The Bank of England put an extra £5 billion into the financial system after receiving bids of nearly five times the amount of three-day funds available. The Swiss National Bank also provided extra liquidity to the money market.

The interbank cost of borrowing overnight dollars shot up today to its highest in nearly three months.

The bank-to-bank premium paid for overnight dollar funds was fixed at 3.10625 per cent, according to the British Bankers Association's latest daily fixing, up nearly a percentage point to hit its highest level since late June.

“Most banks are trying to do the obvious thing and horde liquidity,” said David Keeble, head of fixed income strategy at Calyon in London.

In Asia, officials at Japan's central bank confirmed that the authorities were monitoring the situation closely, and the message was the same in Europe.

The dollar and stocks tumbled in Asia and Europe, and safe-haven debt soared after emergency weekend talks failed to save 158-year-old Lehman from becoming the latest victim of the credit crisis.
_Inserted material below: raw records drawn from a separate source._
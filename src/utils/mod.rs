pub mod git_ref;
pub mod uri;
pub mod version;

pub use git_ref::GitRef;
pub use uri::GitUri;
pub use version::TagVersion;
Wall Street's woes have prompted talk that the US Federal Open Market Committee may cut interest rates from 2 per cent when it meets this week. Fed fund futures jumped today to indicate an 80 per cent probability of a cut to 1.75 per cent tomorrow.

Lehman filed for bankruptcy protection after the weekend talks produced no alternative, but the gloomy news on Wall Street's health went even further than that.

Bank of America said it had agreed to buy Merrill Lynch in an all-stock deal worth $50 billion, looking a bargain as the world's largest retail brokerage sought refuge from fears that it could be the next victim of the credit crunch.